[Saved entries]
=== Begin Enclosure ===

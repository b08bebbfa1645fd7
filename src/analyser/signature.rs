// src/analyser/signature.rs

//! Signing identity of APKs
//!
//! The identity is the SHA-256 of the first signer's certificate taken
//! from the APK Signing Block (scheme v3, then v2). APKs signed only with
//! the jar scheme fall back to a digest of their `META-INF` signature
//! block file, which is stable for the same key and content.

use super::detect::{entry_names, read_entry};
use super::{EntitySource, InstallEntity};
use crate::device::InstalledPackage;
use crate::error::{Error, Result};
use sha2::{Digest, Sha256};
use std::fmt;
use std::fs::{self, File};
use std::io::Cursor;
use std::path::Path;
use tracing::{debug, warn};
use zip::ZipArchive;

const EOCD_MAGIC: u32 = 0x0605_4b50;
const EOCD_MIN_SIZE: usize = 22;
const MAX_COMMENT: usize = 0xFFFF;
const SIG_BLOCK_MAGIC: &[u8; 16] = b"APK Sig Block 42";
const V2_BLOCK_ID: u32 = 0x7109_871a;
const V3_BLOCK_ID: u32 = 0xf053_68c0;

/// How a candidate relates to an installed package of the same name
#[derive(Debug, Clone, Copy, PartialEq, Eq, Hash)]
pub enum SignatureMatchStatus {
    NotInstalled,
    Match,
    Mismatch,
    UnknownError,
}

impl SignatureMatchStatus {
    pub fn as_str(&self) -> &'static str {
        match self {
            SignatureMatchStatus::NotInstalled => "not-installed",
            SignatureMatchStatus::Match => "match",
            SignatureMatchStatus::Mismatch => "mismatch",
            SignatureMatchStatus::UnknownError => "unknown",
        }
    }
}

impl fmt::Display for SignatureMatchStatus {
    fn fmt(&self, f: &mut fmt::Formatter<'_>) -> fmt::Result {
        write!(f, "{}", self.as_str())
    }
}

/// Bounds-checked little-endian reader over a byte slice
struct Reader<'a> {
    data: &'a [u8],
    pos: usize,
}

impl<'a> Reader<'a> {
    fn new(data: &'a [u8]) -> Self {
        Self { data, pos: 0 }
    }

    fn take(&mut self, len: usize) -> Option<&'a [u8]> {
        let end = self.pos.checked_add(len)?;
        let slice = self.data.get(self.pos..end)?;
        self.pos = end;
        Some(slice)
    }

    fn u32(&mut self) -> Option<u32> {
        Some(u32::from_le_bytes(self.take(4)?.try_into().ok()?))
    }

    fn u64(&mut self) -> Option<u64> {
        Some(u64::from_le_bytes(self.take(8)?.try_into().ok()?))
    }

    /// A `u32` length-prefixed sub-slice
    fn prefixed(&mut self) -> Option<&'a [u8]> {
        let len = self.u32()? as usize;
        self.take(len)
    }

    fn is_empty(&self) -> bool {
        self.pos >= self.data.len()
    }
}

fn find_eocd(apk: &[u8]) -> Option<usize> {
    if apk.len() < EOCD_MIN_SIZE {
        return None;
    }
    let lowest = apk.len().saturating_sub(EOCD_MIN_SIZE + MAX_COMMENT);
    (lowest..=apk.len() - EOCD_MIN_SIZE)
        .rev()
        .find(|&i| apk[i..i + 4] == EOCD_MAGIC.to_le_bytes())
}

/// The id-value pairs of the APK Signing Block, if there is one
fn signing_block_pairs(apk: &[u8]) -> Option<Vec<(u32, &[u8])>> {
    let eocd = find_eocd(apk)?;
    let cd_offset = u32::from_le_bytes(apk.get(eocd + 16..eocd + 20)?.try_into().ok()?) as usize;
    let footer = apk.get(cd_offset.checked_sub(24)?..cd_offset)?;
    if &footer[8..] != SIG_BLOCK_MAGIC {
        return None;
    }
    let size = u64::from_le_bytes(footer[..8].try_into().ok()?) as usize;
    let start = cd_offset.checked_sub(size.checked_add(8)?)?;
    let pairs = apk.get(start + 8..cd_offset - 24)?;

    let mut reader = Reader::new(pairs);
    let mut out = Vec::new();
    while !reader.is_empty() {
        let len = reader.u64()? as usize;
        let value = reader.take(len)?;
        let mut pair = Reader::new(value);
        let id = pair.u32()?;
        out.push((id, &value[4..]));
    }
    Some(out)
}

/// First certificate of the first signer in a v2/v3 signature value
fn first_certificate(value: &[u8]) -> Option<&[u8]> {
    let mut signers = Reader::new(Reader::new(value).prefixed()?);
    let signer = signers.prefixed()?;
    let signed_data = Reader::new(signer).prefixed()?;
    let mut fields = Reader::new(signed_data);
    let _digests = fields.prefixed()?;
    let mut certificates = Reader::new(fields.prefixed()?);
    certificates.prefixed()
}

fn hex_sha256(bytes: &[u8]) -> String {
    hex::encode(Sha256::digest(bytes))
}

fn v1_identity(apk: &[u8]) -> Option<String> {
    let mut zip = ZipArchive::new(Cursor::new(apk)).ok()?;
    let block = entry_names(&mut zip).into_iter().find(|name| {
        let upper = name.to_ascii_uppercase();
        upper.starts_with("META-INF/")
            && (upper.ends_with(".RSA") || upper.ends_with(".DSA") || upper.ends_with(".EC"))
    })?;
    let bytes = read_entry(&mut zip, &block)?;
    Some(hex_sha256(&bytes))
}

/// Signing identity of an APK held in memory
///
/// `Ok(None)` means the APK carries no signature this reader understands.
pub fn signing_identity_bytes(apk: &[u8]) -> Result<Option<String>> {
    if let Some(pairs) = signing_block_pairs(apk) {
        for wanted in [V3_BLOCK_ID, V2_BLOCK_ID] {
            if let Some((_, value)) = pairs.iter().find(|(id, _)| *id == wanted) {
                let cert = first_certificate(value).ok_or_else(|| {
                    Error::InputResolution("malformed APK signing block".to_string())
                })?;
                return Ok(Some(hex_sha256(cert)));
            }
        }
    }
    Ok(v1_identity(apk))
}

/// Signing identity of the APK at `path`
pub fn signing_identity(path: &Path) -> Result<Option<String>> {
    let bytes = fs::read(path)?;
    signing_identity_bytes(&bytes)
}

/// Compare two identities; either side unknown is an error status
pub fn compare_signatures(candidate: Option<&str>, installed: Option<&str>) -> SignatureMatchStatus {
    match (candidate, installed) {
        (Some(a), Some(b)) if a.eq_ignore_ascii_case(b) => SignatureMatchStatus::Match,
        (Some(_), Some(_)) => SignatureMatchStatus::Mismatch,
        _ => SignatureMatchStatus::UnknownError,
    }
}

fn entity_bytes(source: &EntitySource) -> Result<Vec<u8>> {
    match source {
        EntitySource::File(path) => Ok(fs::read(path)?),
        EntitySource::ZipEntry { archive, entry } => {
            let mut zip = ZipArchive::new(File::open(archive)?)?;
            read_entry(&mut zip, entry).ok_or_else(|| {
                Error::InputResolution(format!("cannot read {} from {}", entry, archive.display()))
            })
        }
    }
}

fn identities(source: &EntitySource, installed: &Path) -> Result<(Option<String>, Option<String>)> {
    let candidate = signing_identity_bytes(&entity_bytes(source)?)?;
    let current = signing_identity(installed)?;
    Ok((candidate, current))
}

/// Compare a candidate base against the installed copy of its package
pub(crate) async fn check_installed(
    candidate: &InstallEntity,
    installed: &InstalledPackage,
) -> SignatureMatchStatus {
    let Some(base_apk) = installed.base_apk.clone() else {
        debug!(
            "Installed {} has no known base APK; signature unknown",
            installed.package_name
        );
        return SignatureMatchStatus::UnknownError;
    };
    let source = candidate.source.clone();
    let result: std::result::Result<Result<_>, _> =
        tokio::task::spawn_blocking(move || identities(&source, &base_apk)).await;

    match result {
        Ok(Ok((candidate_id, installed_id))) => {
            compare_signatures(candidate_id.as_deref(), installed_id.as_deref())
        }
        Ok(Err(e)) => {
            warn!(
                "Signature check for {} failed: {}",
                installed.package_name, e
            );
            SignatureMatchStatus::UnknownError
        }
        Err(e) => {
            warn!("Signature check task failed: {}", e);
            SignatureMatchStatus::UnknownError
        }
    }
}

#[cfg(test)]
mod tests {
    use super::*;
    use crate::test_fixtures::{ManifestSpec, apk_bytes, sign_v2, write_file, zip_bytes};
    use tempfile::TempDir;

    fn unsigned() -> Vec<u8> {
        apk_bytes(&ManifestSpec::new("com.example", 1), &[])
    }

    #[test]
    fn test_v2_certificate_digest() {
        let signed = sign_v2(&unsigned(), b"certificate-a");
        let identity = signing_identity_bytes(&signed).unwrap();
        assert_eq!(identity, Some(hex_sha256(b"certificate-a")));
    }

    #[test]
    fn test_signed_apk_is_still_a_valid_zip() {
        let signed = sign_v2(&unsigned(), b"certificate-a");
        assert!(ZipArchive::new(Cursor::new(signed)).is_ok());
    }

    #[test]
    fn test_v1_fallback() {
        let apk = zip_bytes(&[
            ("AndroidManifest.xml", vec![0]),
            ("META-INF/CERT.RSA", b"pkcs7".to_vec()),
        ]);
        assert_eq!(
            signing_identity_bytes(&apk).unwrap(),
            Some(hex_sha256(b"pkcs7"))
        );
    }

    #[test]
    fn test_unsigned_has_no_identity() {
        assert_eq!(signing_identity_bytes(&unsigned()).unwrap(), None);
    }

    #[test]
    fn test_compare_signatures() {
        assert_eq!(
            compare_signatures(Some("ab"), Some("AB")),
            SignatureMatchStatus::Match
        );
        assert_eq!(
            compare_signatures(Some("ab"), Some("cd")),
            SignatureMatchStatus::Mismatch
        );
        assert_eq!(
            compare_signatures(None, Some("cd")),
            SignatureMatchStatus::UnknownError
        );
    }

    #[tokio::test]
    async fn test_check_installed_reads_both_sides() {
        let dir = TempDir::new().unwrap();
        let candidate_path = write_file(dir.path(), "new.apk", &sign_v2(&unsigned(), b"key-1"));
        let installed_path = write_file(dir.path(), "old.apk", &sign_v2(&unsigned(), b"key-2"));

        let entity = InstallEntity {
            package_name: "com.example".to_string(),
            version_code: Some(1),
            version_name: None,
            label: None,
            kind: crate::analyser::EntityKind::Base,
            source: EntitySource::File(candidate_path.clone()),
            abis: Vec::new(),
            container: candidate_path,
            size: 0,
        };
        let mut installed = InstalledPackage::new("com.example");
        assert_eq!(
            check_installed(&entity, &installed).await,
            SignatureMatchStatus::UnknownError
        );

        installed.base_apk = Some(installed_path);
        assert_eq!(
            check_installed(&entity, &installed).await,
            SignatureMatchStatus::Mismatch
        );
    }
}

=== End Enclosure ===

### Task instructions:
Working from the data above, extract solely the lines from the one containing "let pairs = apk.get(start" through the one containing "let signer = signers.prefixed()?;", exactly as they appear, both included.

### Result for this exercise:
    let pairs = apk.get(start + 8..cd_offset - 24)?;

    let mut reader = Reader::new(pairs);
    let mut out = Vec::new();
    while !reader.is_empty() {
        let len = reader.u64()? as usize;
        let value = reader.take(len)?;
        let mut pair = Reader::new(value);
        let id = pair.u32()?;
        out.push((id, &value[4..]));
    }
    Some(out)
}

/// First certificate of the first signer in a v2/v3 signature value
fn first_certificate(value: &[u8]) -> Option<&[u8]> {
    let mut signers = Reader::new(Reader::new(value).prefixed()?);
    let signer = signers.prefixed()?;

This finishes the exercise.